Source data:

[Start of Attachment]

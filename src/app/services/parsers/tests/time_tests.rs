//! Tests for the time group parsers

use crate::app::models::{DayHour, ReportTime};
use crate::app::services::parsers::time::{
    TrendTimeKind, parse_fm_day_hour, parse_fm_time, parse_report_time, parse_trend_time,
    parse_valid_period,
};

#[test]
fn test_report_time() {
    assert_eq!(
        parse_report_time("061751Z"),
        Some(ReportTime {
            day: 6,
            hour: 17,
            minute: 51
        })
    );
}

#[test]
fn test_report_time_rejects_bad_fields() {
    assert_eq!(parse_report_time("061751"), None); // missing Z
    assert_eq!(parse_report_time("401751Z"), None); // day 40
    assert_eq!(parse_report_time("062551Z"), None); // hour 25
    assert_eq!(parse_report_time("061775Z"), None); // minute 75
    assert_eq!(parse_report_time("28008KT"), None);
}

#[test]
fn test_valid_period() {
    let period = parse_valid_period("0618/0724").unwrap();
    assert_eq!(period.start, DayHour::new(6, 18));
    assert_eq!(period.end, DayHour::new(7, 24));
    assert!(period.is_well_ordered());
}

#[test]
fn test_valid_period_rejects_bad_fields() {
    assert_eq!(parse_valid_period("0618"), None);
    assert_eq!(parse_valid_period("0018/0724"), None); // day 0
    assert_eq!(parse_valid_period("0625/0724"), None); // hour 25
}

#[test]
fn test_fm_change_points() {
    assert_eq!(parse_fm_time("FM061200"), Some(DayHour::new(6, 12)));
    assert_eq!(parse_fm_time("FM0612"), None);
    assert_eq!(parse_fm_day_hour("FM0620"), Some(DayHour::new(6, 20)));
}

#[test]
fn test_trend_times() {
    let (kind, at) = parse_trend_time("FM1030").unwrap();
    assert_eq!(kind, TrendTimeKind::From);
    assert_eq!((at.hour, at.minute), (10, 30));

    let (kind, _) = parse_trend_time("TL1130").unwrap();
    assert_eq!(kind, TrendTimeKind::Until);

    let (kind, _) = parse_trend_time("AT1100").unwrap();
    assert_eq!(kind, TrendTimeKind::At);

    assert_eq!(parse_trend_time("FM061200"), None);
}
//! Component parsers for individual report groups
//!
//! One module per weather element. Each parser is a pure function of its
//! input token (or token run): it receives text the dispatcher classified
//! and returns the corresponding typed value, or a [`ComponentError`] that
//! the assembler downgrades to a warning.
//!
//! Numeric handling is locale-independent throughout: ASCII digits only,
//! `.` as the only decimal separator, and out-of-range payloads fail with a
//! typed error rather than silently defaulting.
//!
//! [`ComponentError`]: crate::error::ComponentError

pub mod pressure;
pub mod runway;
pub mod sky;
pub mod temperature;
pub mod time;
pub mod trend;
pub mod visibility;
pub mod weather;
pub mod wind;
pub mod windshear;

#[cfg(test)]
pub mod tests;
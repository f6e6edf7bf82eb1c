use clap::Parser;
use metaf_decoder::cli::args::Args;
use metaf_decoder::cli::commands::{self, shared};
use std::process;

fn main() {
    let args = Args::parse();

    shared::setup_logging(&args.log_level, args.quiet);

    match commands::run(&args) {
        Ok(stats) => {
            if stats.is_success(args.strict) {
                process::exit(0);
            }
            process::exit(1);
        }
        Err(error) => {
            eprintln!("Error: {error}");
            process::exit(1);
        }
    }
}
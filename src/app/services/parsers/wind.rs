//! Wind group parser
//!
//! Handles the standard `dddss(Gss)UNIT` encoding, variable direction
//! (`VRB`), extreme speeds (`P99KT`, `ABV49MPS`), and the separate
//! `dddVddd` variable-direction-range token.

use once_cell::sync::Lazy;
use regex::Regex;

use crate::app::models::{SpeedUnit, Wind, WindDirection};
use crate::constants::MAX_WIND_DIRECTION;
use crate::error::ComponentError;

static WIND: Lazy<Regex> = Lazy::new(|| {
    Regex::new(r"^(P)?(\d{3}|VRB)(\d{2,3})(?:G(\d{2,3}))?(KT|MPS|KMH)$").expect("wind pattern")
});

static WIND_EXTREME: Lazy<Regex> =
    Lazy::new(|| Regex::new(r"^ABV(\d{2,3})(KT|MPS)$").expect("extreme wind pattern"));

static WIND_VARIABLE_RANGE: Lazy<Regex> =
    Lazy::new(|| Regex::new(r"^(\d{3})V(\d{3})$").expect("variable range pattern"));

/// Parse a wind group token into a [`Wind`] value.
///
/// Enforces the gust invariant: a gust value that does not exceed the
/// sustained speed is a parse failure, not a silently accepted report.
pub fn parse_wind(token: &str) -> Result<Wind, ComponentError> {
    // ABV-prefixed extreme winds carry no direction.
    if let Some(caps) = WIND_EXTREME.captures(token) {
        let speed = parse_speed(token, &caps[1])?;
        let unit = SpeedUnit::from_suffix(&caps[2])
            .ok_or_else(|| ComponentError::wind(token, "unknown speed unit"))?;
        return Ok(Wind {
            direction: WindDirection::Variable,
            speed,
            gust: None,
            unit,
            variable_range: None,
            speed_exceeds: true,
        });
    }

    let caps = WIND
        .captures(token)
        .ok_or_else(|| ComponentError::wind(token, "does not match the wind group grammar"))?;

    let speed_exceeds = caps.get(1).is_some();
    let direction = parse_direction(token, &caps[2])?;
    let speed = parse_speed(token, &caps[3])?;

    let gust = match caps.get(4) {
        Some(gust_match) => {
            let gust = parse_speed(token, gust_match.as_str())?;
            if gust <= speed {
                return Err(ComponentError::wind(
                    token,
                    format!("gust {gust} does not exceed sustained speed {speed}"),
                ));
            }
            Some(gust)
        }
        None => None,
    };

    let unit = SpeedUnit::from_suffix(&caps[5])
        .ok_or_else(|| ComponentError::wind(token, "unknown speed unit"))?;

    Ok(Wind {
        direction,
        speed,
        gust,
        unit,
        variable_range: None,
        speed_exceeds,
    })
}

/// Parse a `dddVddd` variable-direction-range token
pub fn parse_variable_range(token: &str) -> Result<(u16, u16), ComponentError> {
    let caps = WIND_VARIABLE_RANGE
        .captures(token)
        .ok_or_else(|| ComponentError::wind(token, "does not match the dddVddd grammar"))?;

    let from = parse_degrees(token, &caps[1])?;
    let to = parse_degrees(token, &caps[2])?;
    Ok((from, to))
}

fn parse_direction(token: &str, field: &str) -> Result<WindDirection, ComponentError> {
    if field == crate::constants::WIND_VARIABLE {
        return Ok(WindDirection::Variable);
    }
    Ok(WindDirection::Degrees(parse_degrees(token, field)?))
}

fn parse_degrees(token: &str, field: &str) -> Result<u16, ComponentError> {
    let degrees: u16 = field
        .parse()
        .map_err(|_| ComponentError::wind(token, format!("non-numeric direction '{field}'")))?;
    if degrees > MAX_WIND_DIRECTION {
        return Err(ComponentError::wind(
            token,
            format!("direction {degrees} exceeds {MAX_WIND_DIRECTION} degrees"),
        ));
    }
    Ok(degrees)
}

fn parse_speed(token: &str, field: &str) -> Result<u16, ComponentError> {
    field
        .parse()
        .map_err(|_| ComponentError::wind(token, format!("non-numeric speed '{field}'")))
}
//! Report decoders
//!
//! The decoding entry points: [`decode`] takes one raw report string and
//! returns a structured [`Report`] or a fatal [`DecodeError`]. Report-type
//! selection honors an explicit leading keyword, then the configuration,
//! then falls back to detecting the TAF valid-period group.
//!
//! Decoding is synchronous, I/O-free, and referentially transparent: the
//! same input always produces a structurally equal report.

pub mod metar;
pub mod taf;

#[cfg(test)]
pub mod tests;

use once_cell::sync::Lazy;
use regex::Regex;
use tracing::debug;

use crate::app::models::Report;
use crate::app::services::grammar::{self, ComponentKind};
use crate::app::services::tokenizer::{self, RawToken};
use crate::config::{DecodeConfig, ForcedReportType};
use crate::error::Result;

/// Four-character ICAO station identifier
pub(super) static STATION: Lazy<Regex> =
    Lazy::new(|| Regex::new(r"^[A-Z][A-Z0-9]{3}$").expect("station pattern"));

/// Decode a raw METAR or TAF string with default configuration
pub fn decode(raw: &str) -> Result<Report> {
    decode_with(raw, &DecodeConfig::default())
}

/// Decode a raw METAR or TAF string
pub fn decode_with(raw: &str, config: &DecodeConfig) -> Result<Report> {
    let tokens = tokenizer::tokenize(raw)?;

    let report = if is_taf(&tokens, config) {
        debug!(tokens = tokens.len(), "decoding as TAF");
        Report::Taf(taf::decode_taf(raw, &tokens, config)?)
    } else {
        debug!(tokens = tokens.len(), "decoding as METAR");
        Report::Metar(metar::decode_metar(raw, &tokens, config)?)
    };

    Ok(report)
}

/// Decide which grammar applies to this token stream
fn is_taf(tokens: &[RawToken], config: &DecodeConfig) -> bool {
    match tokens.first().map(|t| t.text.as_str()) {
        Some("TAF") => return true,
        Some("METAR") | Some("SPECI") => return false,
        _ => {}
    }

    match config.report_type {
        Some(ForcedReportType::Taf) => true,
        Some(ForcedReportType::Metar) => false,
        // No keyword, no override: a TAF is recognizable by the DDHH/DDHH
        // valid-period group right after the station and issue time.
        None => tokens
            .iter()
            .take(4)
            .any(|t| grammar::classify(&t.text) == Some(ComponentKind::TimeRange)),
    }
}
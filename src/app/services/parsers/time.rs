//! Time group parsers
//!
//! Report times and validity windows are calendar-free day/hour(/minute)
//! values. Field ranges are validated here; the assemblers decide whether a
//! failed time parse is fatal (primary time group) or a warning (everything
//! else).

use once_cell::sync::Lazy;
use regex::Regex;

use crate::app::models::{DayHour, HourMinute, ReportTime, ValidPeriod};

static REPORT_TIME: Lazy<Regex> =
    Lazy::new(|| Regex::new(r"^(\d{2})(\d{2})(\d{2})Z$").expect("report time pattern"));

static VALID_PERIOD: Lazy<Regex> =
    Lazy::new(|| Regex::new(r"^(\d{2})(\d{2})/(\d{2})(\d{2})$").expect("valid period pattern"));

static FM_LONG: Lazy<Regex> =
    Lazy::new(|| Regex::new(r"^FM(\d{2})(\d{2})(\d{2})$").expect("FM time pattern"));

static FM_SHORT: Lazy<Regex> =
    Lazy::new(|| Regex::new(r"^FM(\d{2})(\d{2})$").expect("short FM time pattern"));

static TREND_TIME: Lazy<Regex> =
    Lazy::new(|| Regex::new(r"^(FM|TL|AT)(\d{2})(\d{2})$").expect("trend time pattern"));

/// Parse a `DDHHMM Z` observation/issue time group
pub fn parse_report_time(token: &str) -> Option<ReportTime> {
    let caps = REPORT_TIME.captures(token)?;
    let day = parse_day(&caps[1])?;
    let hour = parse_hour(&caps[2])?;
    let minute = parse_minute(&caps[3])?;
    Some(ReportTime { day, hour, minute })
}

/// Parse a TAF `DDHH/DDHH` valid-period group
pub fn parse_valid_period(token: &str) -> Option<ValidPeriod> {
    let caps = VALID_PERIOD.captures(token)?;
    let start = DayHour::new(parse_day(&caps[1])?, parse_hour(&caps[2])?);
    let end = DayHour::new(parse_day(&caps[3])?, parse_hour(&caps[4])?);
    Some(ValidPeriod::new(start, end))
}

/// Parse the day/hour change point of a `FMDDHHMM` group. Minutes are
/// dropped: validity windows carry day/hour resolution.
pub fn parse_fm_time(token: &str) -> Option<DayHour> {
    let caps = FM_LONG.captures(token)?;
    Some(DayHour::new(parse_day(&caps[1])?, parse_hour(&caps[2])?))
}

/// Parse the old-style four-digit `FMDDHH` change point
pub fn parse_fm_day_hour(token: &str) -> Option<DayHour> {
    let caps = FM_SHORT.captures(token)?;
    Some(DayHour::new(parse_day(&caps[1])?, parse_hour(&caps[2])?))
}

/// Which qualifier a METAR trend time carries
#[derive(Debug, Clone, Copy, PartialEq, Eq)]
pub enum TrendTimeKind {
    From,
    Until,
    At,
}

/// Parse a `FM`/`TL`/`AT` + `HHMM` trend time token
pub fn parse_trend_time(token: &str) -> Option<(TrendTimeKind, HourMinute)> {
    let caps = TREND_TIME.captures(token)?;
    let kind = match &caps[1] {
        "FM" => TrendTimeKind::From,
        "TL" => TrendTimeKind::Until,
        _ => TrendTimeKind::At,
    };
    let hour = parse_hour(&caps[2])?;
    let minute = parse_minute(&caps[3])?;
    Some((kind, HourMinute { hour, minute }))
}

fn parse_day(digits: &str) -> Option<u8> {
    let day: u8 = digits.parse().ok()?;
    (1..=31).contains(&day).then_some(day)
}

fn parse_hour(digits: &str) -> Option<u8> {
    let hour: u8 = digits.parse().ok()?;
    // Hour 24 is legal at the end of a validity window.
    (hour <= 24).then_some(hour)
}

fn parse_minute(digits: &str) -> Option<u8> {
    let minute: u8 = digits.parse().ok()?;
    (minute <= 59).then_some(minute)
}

[End of Attachment]

What the task requires: If a line of the listing contains the string "format", count it; then report the total alone.

Your response: 4